**TASK DESCRIPTION:** Whenever a line below holds the word "Done", copy that line.

**RECORDS FOR THIS TASK:**
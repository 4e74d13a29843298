use config::{Config, ConfigError, File as ConfigFile};
use serde::Deserialize;

/// What to do when two source files land on the same destination name.
#[derive(Debug, Clone, Copy, Default, PartialEq, Eq, Deserialize)]
#[serde(rename_all = "lowercase")]
pub enum CollisionPolicy {
    /// Keep both: `name.ext`, `name_1.ext`, `name_2.ext`, ...
    #[default]
    Suffix,
    /// Last writer wins.
    Overwrite,
}

#[derive(Debug, Clone, Deserialize)]
#[serde(default)]
pub struct AppConfig {
    /// Worker threads shared by every dispatch level. 0 = available parallelism.
    pub workers: usize,
    pub collision_policy: CollisionPolicy,
    pub ignore_patterns: Vec<String>,
    pub prune_empty_dirs: bool,
}

impl Default for AppConfig {
    fn default() -> Self {
        Self {
            workers: 0,
            collision_policy: CollisionPolicy::Suffix,
            ignore_patterns: Vec::new(),
            prune_empty_dirs: true,
        }
    }
}

pub fn load_configuration() -> Result<AppConfig, ConfigError> {
    let builder = Config::builder()
        .add_source(ConfigFile::with_name("Config").required(false))
        .build()?;
    builder.try_deserialize::<AppConfig>()
}
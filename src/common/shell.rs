//! Shell utility functions
//!
//! Quoting helpers used when a command has to be shown to the operator
//! (dry-run output, error messages) or handed to `sh -c`.

use std::process::Command;

/// Escape a string for use in a shell command
///
/// This function quotes the string only if necessary (i.e., if it contains characters
/// that have special meaning in the shell). It uses single quotes for safety.
pub fn shell_quote(s: &str) -> String {
    if s.is_empty() {
        return "''".to_string();
    }

    if s.chars()
        .all(|c| c.is_alphanumeric() || matches!(c, '-' | '_' | '=' | '/' | '.' | ':' | ','))
    {
        return s.to_string();
    }

    format!("'{}'", s.replace('\'', r"'\''"))
}

/// Render a command the way an operator would type it, including any
/// explicitly set environment variables.
pub fn display_command(command: &Command) -> String {
    let mut parts: Vec<String> = command
        .get_envs()
        .filter_map(|(key, value)| {
            value.map(|v| {
                format!(
                    "{}={}",
                    key.to_string_lossy(),
                    shell_quote(&v.to_string_lossy())
                )
            })
        })
        .collect();
    parts.push(shell_quote(&command.get_program().to_string_lossy()));
    parts.extend(
        command
            .get_args()
            .map(|a| shell_quote(&a.to_string_lossy())),
    );
    parts.join(" ")
}

#[cfg(test)]
mod tests {
    use super::*;

    #[test]
    fn test_shell_quote() {
        assert_eq!(shell_quote(""), "''");
        assert_eq!(shell_quote("foo"), "foo");
        assert_eq!(shell_quote("foo bar"), "'foo bar'");
        assert_eq!(shell_quote("foo'bar"), "'foo'\\''bar'");
        assert_eq!(shell_quote("path/to/file"), "path/to/file");
        assert_eq!(shell_quote("--flag=value"), "--flag=value");
    }

    #[test]
    fn test_display_command() {
        let mut cmd = Command::new("sh");
        cmd.env("RUNZSH", "no").arg("/tmp/install.sh").arg("--unattended");
        assert_eq!(display_command(&cmd), "RUNZSH=no sh /tmp/install.sh --unattended");

        let mut cmd = Command::new("zsh");
        cmd.args(["-i", "-c", "source ~/.zshrc"]);
        assert_eq!(display_command(&cmd), "zsh -i -c 'source ~/.zshrc'");
    }
}
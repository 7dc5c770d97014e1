/// Nerd font glyphs used in provisioning output.
///
/// Only the icons the runner actually prints are listed; all of them live in
/// the Font Awesome range so they render with any patched nerd font.
#[derive(Debug, Clone, Copy, PartialEq, Eq)]
pub enum NerdFont {
    // Status
    Check,
    Cross,
    Warning,
    Info,
    Skip,
    // Provisioning
    Key,
    Terminal,
    Git,
    Link,
    Palette,
    Rocket,
    Refresh,
}

impl NerdFont {
    /// Get the unicode character for this icon
    pub fn unicode(&self) -> char {
        match self {
            Self::Check => '\u{f00c}',    // fa-check
            Self::Cross => '\u{f00d}',    // fa-times
            Self::Warning => '\u{f071}',  // fa-exclamation-triangle
            Self::Info => '\u{f05a}',     // fa-info-circle
            Self::Skip => '\u{f051}',     // fa-step-forward

            Self::Key => '\u{f084}',      // fa-key
            Self::Terminal => '\u{f120}', // fa-terminal
            Self::Git => '\u{f1d3}',      // fa-git
            Self::Link => '\u{f0c1}',     // fa-link
            Self::Palette => '\u{f53f}',  // fa-palette
            Self::Rocket => '\u{f135}',   // fa-rocket
            Self::Refresh => '\u{f021}',  // fa-refresh
        }
    }
}

impl std::fmt::Display for NerdFont {
    fn fmt(&self, f: &mut std::fmt::Formatter<'_>) -> std::fmt::Result {
        write!(f, "{}", self.unicode())
    }
}

impl From<NerdFont> for char {
    fn from(icon: NerdFont) -> Self {
        icon.unicode()
    }
}
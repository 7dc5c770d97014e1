use comfy_table::{Cell, Color, ContentArrangement, Table, presets::UTF8_FULL};
use serde::Serialize;

use super::{Provisioner, Step};
use crate::ui::prelude::*;

#[derive(Debug, Clone, Copy, PartialEq, Eq, Serialize)]
#[serde(rename_all = "snake_case")]
pub enum StepState {
    Done,
    Pending,
    AlwaysRuns,
}

impl StepState {
    fn label(self) -> &'static str {
        match self {
            StepState::Done => "done",
            StepState::Pending => "pending",
            StepState::AlwaysRuns => "always runs",
        }
    }

    fn color(self) -> Color {
        match self {
            StepState::Done => Color::Green,
            StepState::Pending => Color::Yellow,
            StepState::AlwaysRuns => Color::Blue,
        }
    }
}

#[derive(Debug, Clone, Serialize)]
pub struct StepStatus {
    pub step: Step,
    pub description: &'static str,
    pub state: StepState,
}

/// Evaluate every predicate of the provisioner's phase without applying anything.
pub fn collect(p: &Provisioner) -> Vec<StepStatus> {
    p.phase
        .steps()
        .iter()
        .map(|&step| StepStatus {
            step,
            description: step.description(),
            state: if step.always_runs() {
                StepState::AlwaysRuns
            } else if p.is_satisfied(step) {
                StepState::Done
            } else {
                StepState::Pending
            },
        })
        .collect()
}

fn render_table(statuses: &[StepStatus]) -> Table {
    let mut table = Table::new();
    table
        .load_preset(UTF8_FULL)
        .set_content_arrangement(ContentArrangement::Dynamic)
        .set_header(vec!["Step", "Description", "State"]);
    for status in statuses {
        table.add_row(vec![
            Cell::new(status.step.id()),
            Cell::new(status.description),
            Cell::new(status.state.label()).fg(status.state.color()),
        ]);
    }
    table
}

pub fn print_status(p: &Provisioner) {
    let statuses = collect(p);
    let pending = statuses
        .iter()
        .filter(|s| s.state == StepState::Pending)
        .count();

    match get_output_format() {
        OutputFormat::Json => emit(
            Level::Info,
            "status.steps",
            &format!("{} {} phase: {} pending", char::from(NerdFont::Info), p.phase.name(), pending),
            Some(serde_json::json!({
                "phase": p.phase,
                "steps": statuses,
                "pending": pending,
            })),
        ),
        OutputFormat::Text => {
            println!("{}", render_table(&statuses));
            emit(
                Level::Info,
                "status.summary",
                &format!(
                    "{} {} phase for '{}': {} of {} steps pending",
                    char::from(NerdFont::Info),
                    p.phase.name(),
                    p.config.user.name,
                    pending,
                    statuses.len()
                ),
                None,
            );
        }
    }
}
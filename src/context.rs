//! Execution context detection and phase selection.

use nix::unistd::{Uid, User};
use sudo::RunningAs;

use crate::error::ContextError;
use crate::provision::Phase;

#[derive(Debug, Clone, PartialEq, Eq)]
pub struct ExecutionContext {
    pub privileged: bool,
    pub identity: String,
}

impl ExecutionContext {
    pub fn detect() -> Result<Self, ContextError> {
        let privileged = matches!(sudo::check(), RunningAs::Root | RunningAs::Suid);
        let uid = Uid::current();
        let identity = match User::from_uid(uid) {
            Ok(Some(user)) => user.name,
            _ => std::env::var("USER")
                .ok()
                .filter(|name| !name.is_empty())
                .ok_or(ContextError::UnknownIdentity { uid: uid.as_raw() })?,
        };
        Ok(Self {
            privileged,
            identity,
        })
    }

    /// Root always gets the bootstrap phase. Anyone else must be the target
    /// user; no step of either phase runs for a stranger.
    pub fn select_phase(&self, target_user: &str) -> Result<Phase, ContextError> {
        if self.privileged {
            return Ok(Phase::Root);
        }
        if self.identity == target_user {
            Ok(Phase::User)
        } else {
            Err(ContextError::WrongUser {
                expected: target_user.to_string(),
                actual: self.identity.clone(),
            })
        }
    }
}

#[cfg(test)]
mod tests {
    use super::*;

    fn ctx(privileged: bool, identity: &str) -> ExecutionContext {
        ExecutionContext {
            privileged,
            identity: identity.to_string(),
        }
    }

    #[test]
    fn root_selects_bootstrap_phase() {
        assert_eq!(ctx(true, "root").select_phase("arch").unwrap(), Phase::Root);
    }

    #[test]
    fn privilege_wins_over_identity() {
        // `sudo ./archwsl` as the target user still bootstraps
        assert_eq!(ctx(true, "arch").select_phase("arch").unwrap(), Phase::Root);
    }

    #[test]
    fn target_user_selects_user_phase() {
        assert_eq!(ctx(false, "arch").select_phase("arch").unwrap(), Phase::User);
    }

    #[test]
    fn stranger_is_rejected_with_guidance() {
        let err = ctx(false, "guest").select_phase("arch").unwrap_err();
        assert!(matches!(
            &err,
            ContextError::WrongUser { expected, actual } if expected == "arch" && actual == "guest"
        ));
        assert!(err.to_string().contains("Restart the WSL session as 'arch'"));
    }
}
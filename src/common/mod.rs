pub mod git;
pub mod paths;
pub mod progress;
pub mod shell;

**RESPONSE TO THIS TASK:**
    Done,
            StepState::Done => "done",
            StepState::Done => Color::Green,
                StepState::Done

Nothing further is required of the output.